In cystic fibrosis (CF) airways, the dysfunctional Cl^- secretion (due to mutations in the Cftr gene) alters the mucociliary clearance and favors bacterial infections causing progressive lung damage. We previously showed that the ability of CF airway epithelia to repair is less efficient, than in healthy controls, due to the CFTR defect and bacterial infections, in particular with P. aeruginosa (PA) and S. aureus (SA). Our work also unveiled that the CFTR rescue by modulators enhances airway repair, but their efficacy is dampened by infection. Our goal is thus to identify new therapeutic strategies, interfering with bacterial virulence, to improve the efficacy of CFTR-directed treatments and favor the repair of infected airways.

Using patient-derived samples from our Biobank, including primary airway cells and living tissues from CF lung explants, exposed to virulence factors (VirF) from PA and SA cultures, we are investigating CFTR expression/function as well as epithelial injury and repair.

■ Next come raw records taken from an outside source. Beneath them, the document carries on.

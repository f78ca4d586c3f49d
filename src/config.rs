//! Engine configuration.
//!
//! The only knob is how completion handles react to being invoked twice.
//! [`GuardMode::Checked`] rejects the second call with
//! [`FlowError::DoubleInvocation`](crate::FlowError::DoubleInvocation);
//! [`GuardMode::Unchecked`] forwards every call to the engine and skips the
//! bookkeeping. Building with the `unchecked` cargo feature changes the
//! default, an explicit [`Config`] always takes precedence.

/// How completion handles handed to user steps guard against reuse.
#[derive(Clone, Copy, Debug, PartialEq, Eq)]
pub enum GuardMode {
    /// A second invocation fails fast.
    Checked,

    /// Every invocation is forwarded. Reusing a handle leaves the run's
    /// results unspecified, but never unsound: each extra call counts as a
    /// finished job, so completion may be reported while other jobs are
    /// still in flight. It is still reported only once.
    Unchecked,
}

impl Default for GuardMode {
    fn default() -> Self {
        if cfg!(feature = "unchecked") {
            GuardMode::Unchecked
        } else {
            GuardMode::Checked
        }
    }
}

/// Configuration injected into a [`Flow`](crate::Flow) at construction.
#[derive(Clone, Copy, Debug, Default, PartialEq, Eq)]
#[must_use]
pub struct Config {
    guard: GuardMode,
}

impl Config {
    /// Creates a configuration using the build's default [`GuardMode`].
    pub fn new() -> Self {
        Self::default()
    }

    /// Configuration with single-invocation checks enabled.
    pub fn checked() -> Self {
        Self {
            guard: GuardMode::Checked,
        }
    }

    /// Configuration with single-invocation checks disabled.
    pub fn unchecked() -> Self {
        Self {
            guard: GuardMode::Unchecked,
        }
    }

    /// Sets the guard mode.
    pub fn guard(mut self, guard: GuardMode) -> Self {
        self.guard = guard;
        self
    }

    /// Returns the configured guard mode.
    #[must_use]
    pub fn guard_mode(&self) -> GuardMode {
        self.guard
    }
}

We first dissected how CFTR function regulates epithelial repair processes. We also identified which VirF from PA (elastase) and SA (?-, ?-hemolysin) are responsible for the deleterious impact of infection. Importantly, we identified new approaches, interfering with bacterial virulence, which prevented their negative effect. We have also data supporting that airway epithelial integrity could be further improved by combined treatments, including CFTR and K⁺ channel modulators.

Altogether, these precision strategies, combining treatments targeting both bacterial virulence and ion channels, may favor the functional integrity of damaged CF lung tissues from CF patients harboring various types of mutations.